Collected data entries –

◇ ◇ ◇ ◇ ◇ ◇ ◇

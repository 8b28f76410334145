//! Failures a capability can run into while talking to Jasper.
//!
//! None of these reach the client as a protocol error. Tools render them as a
//! diagnostic text block and resources as a diagnostic content item, so the
//! model on the other side always gets something it can read and relay.

use jasper_sdk::{ApiResponse, JasperError, JasperResult};
use serde_json::Value;

pub type CapabilityResult<T> = Result<T, CapabilityError>;

#[derive(Debug, thiserror::Error)]
pub enum CapabilityError {
    /// Transport failure or non-success HTTP status.
    #[error("Failed to make request to Jasper AI for {capability}: {source}")]
    Request {
        capability: &'static str,
        #[source]
        source: JasperError,
    },

    /// The API answered without any JSON body.
    #[error("Failed to make request to Jasper AI for {capability}.")]
    NoContent { capability: &'static str },

    /// The response envelope carried an `error`.
    #[error("Jasper AI Error: {message}")]
    Remote { message: String },

    #[error("Jasper AI Error applying style: {message}. Full response: {response}")]
    StyleRejected { message: String, response: Value },
}

/// Data extracted from a successful response.
#[derive(Debug)]
pub enum Payload<T> {
    /// `data` had the expected shape.
    Data(T),
    /// The body did not match; keep it for a best-effort rendering.
    Raw(Value),
}

/// Turn a typed API result into its payload, or the failure to report.
pub fn expect_payload<T>(
    capability: &'static str,
    result: JasperResult<ApiResponse<T>>,
) -> CapabilityResult<Payload<T>> {
    match result.map_err(|source| CapabilityError::Request { capability, source })? {
        ApiResponse::Success(data) => Ok(Payload::Data(data)),
        ApiResponse::Unexpected(raw) => Ok(Payload::Raw(raw)),
        ApiResponse::Failure { message, .. } => Err(CapabilityError::Remote { message }),
        ApiResponse::NoContent => Err(CapabilityError::NoContent { capability }),
    }
}

/// Text shown when a response arrived in a shape we cannot format.
pub fn unexpected_shape(capability: &str, raw: &Value) -> String {
    format!(
        "Unexpected response format from Jasper AI for {}. Response: {}",
        capability, raw
    )
}

#[cfg(test)]
mod tests {
    use super::*;
    use jasper_sdk::HttpMethod;
    use serde_json::json;

    #[test]
    fn test_request_error_message() {
        let err = CapabilityError::Request {
            capability: "apply-style",
            source: JasperError::Api {
                status: 500,
                method: HttpMethod::Post,
            },
        };
        assert_eq!(
            err.to_string(),
            "Failed to make request to Jasper AI for apply-style: \
             Jasper API HTTP error! Status: 500, Method: POST"
        );
    }

    #[test]
    fn test_expect_payload_maps_every_variant() {
        let ok = expect_payload("t", Ok(ApiResponse::Success(1)));
        assert!(matches!(ok, Ok(Payload::Data(1))));

        let raw = expect_payload::<i32>("t", Ok(ApiResponse::Unexpected(json!({"x": 1}))));
        assert!(matches!(raw, Ok(Payload::Raw(_))));

        let failed = expect_payload::<i32>(
            "t",
            Ok(ApiResponse::Failure {
                message: "nope".to_string(),
                raw: json!({"error": "nope"}),
            }),
        );
        assert_eq!(failed.unwrap_err().to_string(), "Jasper AI Error: nope");

        let empty = expect_payload::<i32>("t", Ok(ApiResponse::NoContent));
        assert_eq!(
            empty.unwrap_err().to_string(),
            "Failed to make request to Jasper AI for t."
        );

        let missing = expect_payload::<i32>("t", Err(JasperError::MissingApiKey));
        assert!(matches!(missing, Err(CapabilityError::Request { .. })));
    }
}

◇ ◇ ◇ ◇ ◇ ◇ ◇

Your objective –
Report each line of the entries where the word "into" occurs.

Your response –
//! Failures a capability can run into while talking to Jasper.
/// Turn a typed API result into its payload, or the failure to report.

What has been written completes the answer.